Records for this exercise
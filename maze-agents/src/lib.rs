#![warn(missing_debug_implementations, missing_docs)]
//! The agents that play the ladder maze.
//!
//! - [search] holds the path searches: BFS, DFS, uniform cost, A* and greedy, plus the spanning
//!   tree visit order for mazes full of diamonds.
//! - [planner] wraps those searches (and the adversarial searches of [maze_minimax]) behind one
//!   [Planner] trait.
//! - [translator] turns a planned path into the direction the character should hold.
//! - [worker] runs a planner on its own thread and publishes a command for every step, with
//!   [signal] telling a visualizer when a fresh plan is ready.
//! - [sim] plays whole matches without a screen, and [registry] knows which agents exist and
//!   which options go together.
//!
//! ```rust
//! use maze_agents::search::bfs;
//! use types::{GridCoord, MazeFixture, WalkabilityMatrix};
//!
//! let fixture = MazeFixture::from_json(include_str!("../../types/fixtures/small.json")).unwrap();
//! let walkability = WalkabilityMatrix::compute(&fixture.maze);
//!
//! let outcome = bfs(&walkability, fixture.start, &walkability.goal_locations()).unwrap();
//! assert_eq!(outcome.path.first(), Some(&fixture.start));
//! assert_eq!(outcome.target(), Some(GridCoord::new(1, 7)));
//! ```

pub mod compare;
pub mod planner;
pub mod registry;
pub mod search;
pub mod signal;
pub mod sim;
pub mod translator;
pub mod worker;

pub use planner::{BoxedPlanner, Planner, PlannerView};
pub use search::SearchOutcome;
pub use signal::{PathData, PathDataSignal};
pub use translator::{MovementCommand, MovementTranslator, TranslatorOptions, TranslatorStep};
pub use worker::{AgentHandle, AgentWorker, Character, WorkerOptions};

Activity
All records shown above are to be repeated exactly.

Exercise result
filename maze-agents/src/lib.rs
#![warn(missing_debug_implementations, missing_docs)]
//! The agents that play the ladder maze.
//!
//! - [search] holds the path searches: BFS, DFS, uniform cost, A* and greedy, plus the spanning
//!   tree visit order for mazes full of diamonds.
//! - [planner] wraps those searches (and the adversarial searches of [maze_minimax]) behind one
//!   [Planner] trait.
//! - [translator] turns a planned path into the direction the character should hold.
//! - [worker] runs a planner on its own thread and publishes a command for every step, with
//!   [signal] telling a visualizer when a fresh plan is ready.
//! - [sim] plays whole matches without a screen, and [registry] knows which agents exist and
//!   which options go together.
//!
//! ```rust
//! use maze_agents::search::bfs;
//! use types::{GridCoord, MazeFixture, WalkabilityMatrix};
//!
//! let fixture = MazeFixture::from_json(include_str!("../../types/fixtures/small.json")).unwrap();
//! let walkability = WalkabilityMatrix::compute(&fixture.maze);
//!
//! let outcome = bfs(&walkability, fixture.start, &walkability.goal_locations()).unwrap();
//! assert_eq!(outcome.path.first(), Some(&fixture.start));
//! assert_eq!(outcome.target(), Some(GridCoord::new(1, 7)));
//! ```

pub mod compare;
pub mod planner;
pub mod registry;
pub mod search;
pub mod signal;
pub mod sim;
pub mod translator;
pub mod worker;

pub use planner::{BoxedPlanner, Planner, PlannerView};
pub use search::SearchOutcome;
pub use signal::{PathData, PathDataSignal};
pub use translator::{MovementCommand, MovementTranslator, TranslatorOptions, TranslatorStep};
pub use worker::{AgentHandle, AgentWorker, Character, WorkerOptions};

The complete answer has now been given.